The Massachusetts Senate race took an interesting twist recently when supporters of incumbent Republican Scott Brown accused Democrat candidate Elizabeth Warren of falsely claiming to have Indian blood in order to get a job as a professor at Harvard. Despite Warren’s early denials, it has now been proven that for several years she identified herself as a minority member to an academic association. Now it turns out that she is only 1/32 Indian, and that no tribe is willing to claim her as a member.
She certainly wasn’t the only college prof who ever falsely claimed minority blood in order to take advantage of Affirmative Action programs in hiring. The University of Colorado gave tenure to a half-baked scholar named Ward Churchill when he didn’t even have a doctorate, largely because he claimed to be an American Indian and made Indian grievances the center of his academic work. It turned out that Churchill lied about having Indian blood. He doesn’t even have as much Indian blood as Warren; extensive research shows not one drop of Indian blood in him.
And bloodlines are not the only biographical details college profs lie about to enhance their careers. History professor Joseph Ellis regaled students for years with accounts of his heroism in combat during the Vietnam War, and his subsequent heroism at home as GI-turned-anti-war-protester. He even taught classes on the war. It turns out that Joseph Ellis’ war record is a fraud, as are his claims of Vietnam era anti-war activism.
I, personally, had already read Ellis’ biography of Thomas Jefferson before learning of his casual relationship with truth. Now I wonder how much of the Jefferson biography was altered to suit Ellis’ left wing political agenda. Just recently I heard someone on a conservative talk radio station claiming that Ellis misrepresented Jefferson’s abridged version of the Bible in order to falsely portray Jefferson as a Deist, and it wouldn’t surprise me if that turned out to be true.
Oh well, at least the Jefferson biography can’t be as bogus as Professor Michael Bellesiles’ book on the history of gun ownership in the US. Every word in Bellesiles’ book was a lie, including “the” and “and.” He even went to the trouble of inventing reams of primary source materials from thin air in order to support his pro-gun-control political agenda.

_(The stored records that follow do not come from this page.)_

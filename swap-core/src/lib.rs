//! MockSwap core
//!
//! Everything behind the swap form that does not need a display:
//! - fixed two-asset table and rate, loaded once as [`SwapConfig`]
//! - decimal amount conversion and display formatting
//! - format and balance validation with inline error messages
//! - the cosmetic transaction-time estimate
//! - [`ExchangeForm`], the state machine driven by the UI's input handlers

pub mod asset;
pub mod config;
pub mod convert;
pub mod estimate;
pub mod form;
pub mod validate;

pub use asset::{Asset, AssetKind};
pub use config::{ConfigError, EstimateConfig, SwapConfig};
pub use convert::{convert, group_thousands, parse_amount, rate_label};
pub use estimate::{estimate_minutes, format_minutes};
pub use form::{EditOutcome, ExchangeForm, FieldState, Focus, Phase, Receipt};
pub use validate::{check_balance, check_format, strip_grouping, AmountError};
//! Serve command - keep the inference service up until interrupted.

use companion_ollama::{InferenceServiceManager, ServiceConfig, ServiceState};

pub(crate) async fn run(config: ServiceConfig) -> miette::Result<()> {
    let mut manager = InferenceServiceManager::new(config);

    println!("Starting inference service...");
    super::start_service(&mut manager).await?;

    let status = manager.status();
    match status.state {
        ServiceState::RunningExternal => println!(
            "An inference service is already running at {}; attaching to it.",
            manager.config().base_url()
        ),
        _ => println!(
            "Inference service started at {} (PID: {})",
            manager.config().base_url(),
            manager
                .owned_pid()
                .map(|p| p.to_string())
                .unwrap_or_else(|| "unknown".to_string())
        ),
    }
    println!("Press Ctrl-C to stop.");

    tokio::signal::ctrl_c()
        .await
        .map_err(|e| miette::miette!("Failed to wait for Ctrl-C: {}", e))?;

    println!();
    if status.is_external {
        println!("Leaving the external inference service running.");
    } else {
        println!("Stopping inference service...");
    }
    manager
        .stop()
        .await
        .map_err(|e| miette::miette!("Failed to stop inference service: {}", e))?;

    Ok(())
}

As for Elizabeth Warren, let’s hope Massachusetts voters don’t trust her. She can always go back to academia.
I would be interested in hearing more about Jefferson and his abridged Bible. I have read articles/books in mainstream evangelical circles that describe the Jefferson Bible as Jefferson’s “getting rid of” allusions to the miraculous, including the virgin birth, miracles performed by Jesus, the resurrection, etc, effectively reducing the image of Christ to that of a good moral teacher.